> **EXERCISE REQUIREMENTS**: Scan the records for "from". Report each line that includes it.

> **DATA EXCERPTS**:
//! Static catalog of the 114 chapters of the Quran

/// A chapter of the Quran
#[derive(Debug, Clone, Copy, PartialEq, Eq)]
pub struct Surah {
    /// Chapter number (1-based)
    pub number: u16,
    /// Arabic name
    pub name_ar: &'static str,
    /// English name (transliterated)
    pub name_en: &'static str,
}

/// Look up a chapter by its 1-based number
#[must_use]
pub fn surah_by_number(number: u16) -> Option<&'static Surah> {
    // Numbering is contiguous, so index directly
    SURAHS.get(usize::from(number.checked_sub(1)?))
}

/// All 114 chapters in canonical order
pub static SURAHS: [Surah; 114] = [
    Surah { number: 1, name_ar: "الفاتحة", name_en: "Al-Fatiha" },
    Surah { number: 2, name_ar: "البقرة", name_en: "Al-Baqarah" },
    Surah { number: 3, name_ar: "آل عمران", name_en: "Aal-Imran" },
    Surah { number: 4, name_ar: "النساء", name_en: "An-Nisa" },
    Surah { number: 5, name_ar: "المائدة", name_en: "Al-Ma'idah" },
    Surah { number: 6, name_ar: "الأنعام", name_en: "Al-An'am" },
    Surah { number: 7, name_ar: "الأعراف", name_en: "Al-A'raf" },
    Surah { number: 8, name_ar: "الأنفال", name_en: "Al-Anfal" },
    Surah { number: 9, name_ar: "التوبة", name_en: "At-Tawbah" },
    Surah { number: 10, name_ar: "يونس", name_en: "Yunus" },
    Surah { number: 11, name_ar: "هود", name_en: "Hud" },
    Surah { number: 12, name_ar: "يوسف", name_en: "Yusuf" },
    Surah { number: 13, name_ar: "الرعد", name_en: "Ar-Ra'd" },
    Surah { number: 14, name_ar: "إبراهيم", name_en: "Ibrahim" },
    Surah { number: 15, name_ar: "الحجر", name_en: "Al-Hijr" },
    Surah { number: 16, name_ar: "النحل", name_en: "An-Nahl" },
    Surah { number: 17, name_ar: "الإسراء", name_en: "Al-Isra" },
    Surah { number: 18, name_ar: "الكهف", name_en: "Al-Kahf" },
    Surah { number: 19, name_ar: "مريم", name_en: "Maryam" },
    Surah { number: 20, name_ar: "طه", name_en: "Taha" },
    Surah { number: 21, name_ar: "الأنبياء", name_en: "Al-Anbiya" },
    Surah { number: 22, name_ar: "الحج", name_en: "Al-Hajj" },
    Surah { number: 23, name_ar: "المؤمنون", name_en: "Al-Mu'minun" },
    Surah { number: 24, name_ar: "النور", name_en: "An-Nur" },
    Surah { number: 25, name_ar: "الفرقان", name_en: "Al-Furqan" },
    Surah { number: 26, name_ar: "الشعراء", name_en: "Ash-Shu'ara" },
    Surah { number: 27, name_ar: "النمل", name_en: "An-Naml" },
    Surah { number: 28, name_ar: "القصص", name_en: "Al-Qasas" },
    Surah { number: 29, name_ar: "العنكبوت", name_en: "Al-Ankabut" },
    Surah { number: 30, name_ar: "الروم", name_en: "Ar-Rum" },
    Surah { number: 31, name_ar: "لقمان", name_en: "Luqman" },
    Surah { number: 32, name_ar: "السجدة", name_en: "As-Sajdah" },
    Surah { number: 33, name_ar: "الأحزاب", name_en: "Al-Ahzab" },
    Surah { number: 34, name_ar: "سبأ", name_en: "Saba" },
    Surah { number: 35, name_ar: "فاطر", name_en: "Fatir" },
    Surah { number: 36, name_ar: "يس", name_en: "Ya-Sin" },
    Surah { number: 37, name_ar: "الصافات", name_en: "As-Saffat" },
    Surah { number: 38, name_ar: "ص", name_en: "Sad" },
    Surah { number: 39, name_ar: "الزمر", name_en: "Az-Zumar" },
    Surah { number: 40, name_ar: "غافر", name_en: "Ghafir" },
    Surah { number: 41, name_ar: "فصلت", name_en: "Fussilat" },
    Surah { number: 42, name_ar: "الشورى", name_en: "Ash-Shura" },
    Surah { number: 43, name_ar: "الزخرف", name_en: "Az-Zukhruf" },
    Surah { number: 44, name_ar: "الدخان", name_en: "Ad-Dukhan" },
    Surah { number: 45, name_ar: "الجاثية", name_en: "Al-Jathiyah" },
    Surah { number: 46, name_ar: "الأحقاف", name_en: "Al-Ahqaf" },
    Surah { number: 47, name_ar: "محمد", name_en: "Muhammad" },
    Surah { number: 48, name_ar: "الفتح", name_en: "Al-Fath" },
    Surah { number: 49, name_ar: "الحجرات", name_en: "Al-Hujurat" },
    Surah { number: 50, name_ar: "ق", name_en: "Qaf" },
    Surah { number: 51, name_ar: "الذاريات", name_en: "Adh-Dhariyat" },
    Surah { number: 52, name_ar: "الطور", name_en: "At-Tur" },
    Surah { number: 53, name_ar: "النجم", name_en: "An-Najm" },
    Surah { number: 54, name_ar: "القمر", name_en: "Al-Qamar" },
    Surah { number: 55, name_ar: "الرحمن", name_en: "Ar-Rahman" },
    Surah { number: 56, name_ar: "الواقعة", name_en: "Al-Waqi'ah" },
    Surah { number: 57, name_ar: "الحديد", name_en: "Al-Hadid" },
    Surah { number: 58, name_ar: "المجادلة", name_en: "Al-Mujadila" },
    Surah { number: 59, name_ar: "الحشر", name_en: "Al-Hashr" },
    Surah { number: 60, name_ar: "الممتحنة", name_en: "Al-Mumtahanah" },
    Surah { number: 61, name_ar: "الصف", name_en: "As-Saff" },
    Surah { number: 62, name_ar: "الجمعة", name_en: "Al-Jumu'ah" },
    Surah { number: 63, name_ar: "المنافقون", name_en: "Al-Munafiqun" },
    Surah { number: 64, name_ar: "التغابن", name_en: "At-Taghabun" },
    Surah { number: 65, name_ar: "الطلاق", name_en: "At-Talaq" },
    Surah { number: 66, name_ar: "التحريم", name_en: "At-Tahrim" },
    Surah { number: 67, name_ar: "الملك", name_en: "Al-Mulk" },
    Surah { number: 68, name_ar: "القلم", name_en: "Al-Qalam" },
    Surah { number: 69, name_ar: "الحاقة", name_en: "Al-Haqqah" },
    Surah { number: 70, name_ar: "المعارج", name_en: "Al-Ma'arij" },
    Surah { number: 71, name_ar: "نوح", name_en: "Nuh" },
    Surah { number: 72, name_ar: "الجن", name_en: "Al-Jinn" },
    Surah { number: 73, name_ar: "المزمل", name_en: "Al-Muzzammil" },
    Surah { number: 74, name_ar: "المدثر", name_en: "Al-Muddaththir" },
    Surah { number: 75, name_ar: "القيامة", name_en: "Al-Qiyamah" },
    Surah { number: 76, name_ar: "الإنسان", name_en: "Al-Insan" },
    Surah { number: 77, name_ar: "المرسلات", name_en: "Al-Mursalat" },
    Surah { number: 78, name_ar: "النبأ", name_en: "An-Naba" },
    Surah { number: 79, name_ar: "النازعات", name_en: "An-Nazi'at" },
    Surah { number: 80, name_ar: "عبس", name_en: "Abasa" },
    Surah { number: 81, name_ar: "التكوير", name_en: "At-Takwir" },
    Surah { number: 82, name_ar: "الانفطار", name_en: "Al-Infitar" },
    Surah { number: 83, name_ar: "المطففين", name_en: "Al-Mutaffifin" },
    Surah { number: 84, name_ar: "الانشقاق", name_en: "Al-Inshiqaq" },
    Surah { number: 85, name_ar: "البروج", name_en: "Al-Buruj" },
    Surah { number: 86, name_ar: "الطارق", name_en: "At-Tariq" },
    Surah { number: 87, name_ar: "الأعلى", name_en: "Al-A'la" },
    Surah { number: 88, name_ar: "الغاشية", name_en: "Al-Ghashiyah" },
    Surah { number: 89, name_ar: "الفجر", name_en: "Al-Fajr" },
    Surah { number: 90, name_ar: "البلد", name_en: "Al-Balad" },
    Surah { number: 91, name_ar: "الشمس", name_en: "Ash-Shams" },
    Surah { number: 92, name_ar: "الليل", name_en: "Al-Layl" },
    Surah { number: 93, name_ar: "الضحى", name_en: "Ad-Duha" },
    Surah { number: 94, name_ar: "الشرح", name_en: "Ash-Sharh" },
    Surah { number: 95, name_ar: "التين", name_en: "At-Tin" },
    Surah { number: 96, name_ar: "العلق", name_en: "Al-Alaq" },
    Surah { number: 97, name_ar: "القدر", name_en: "Al-Qadr" },
    Surah { number: 98, name_ar: "البينة", name_en: "Al-Bayyinah" },
    Surah { number: 99, name_ar: "الزلزلة", name_en: "Az-Zalzalah" },
    Surah { number: 100, name_ar: "العاديات", name_en: "Al-Adiyat" },
    Surah { number: 101, name_ar: "القارعة", name_en: "Al-Qari'ah" },
    Surah { number: 102, name_ar: "التكاثر", name_en: "At-Takathur" },
    Surah { number: 103, name_ar: "العصر", name_en: "Al-Asr" },
    Surah { number: 104, name_ar: "الهمزة", name_en: "Al-Humazah" },
    Surah { number: 105, name_ar: "الفيل", name_en: "Al-Fil" },
    Surah { number: 106, name_ar: "قريش", name_en: "Quraysh" },
    Surah { number: 107, name_ar: "الماعون", name_en: "Al-Ma'un" },
    Surah { number: 108, name_ar: "الكوثر", name_en: "Al-Kawthar" },
    Surah { number: 109, name_ar: "الكافرون", name_en: "Al-Kafirun" },
    Surah { number: 110, name_ar: "النصر", name_en: "An-Nasr" },
    Surah { number: 111, name_ar: "المسد", name_en: "Al-Masad" },
    Surah { number: 112, name_ar: "الإخلاص", name_en: "Al-Ikhlas" },
    Surah { number: 113, name_ar: "الفلق", name_en: "Al-Falaq" },
    Surah { number: 114, name_ar: "الناس", name_en: "An-Nas" },
];

#[cfg(test)]
mod tests {
    use super::*;

    #[test]
    fn catalog_has_contiguous_numbering() {
        assert_eq!(SURAHS.len(), 114);
        for (i, surah) in SURAHS.iter().enumerate() {
            assert_eq!(usize::from(surah.number), i + 1);
        }
    }

    #[test]
    fn lookup_by_number() {
        assert_eq!(surah_by_number(1).unwrap().name_en, "Al-Fatiha");
        assert_eq!(surah_by_number(114).unwrap().name_ar, "الناس");
        assert!(surah_by_number(0).is_none());
        assert!(surah_by_number(115).is_none());
    }
}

> **RESULT FOR THIS EXERCISE**:
    SURAHS.get(usize::from(number.checked_sub(1)?))
            assert_eq!(usize::from(surah.number), i + 1);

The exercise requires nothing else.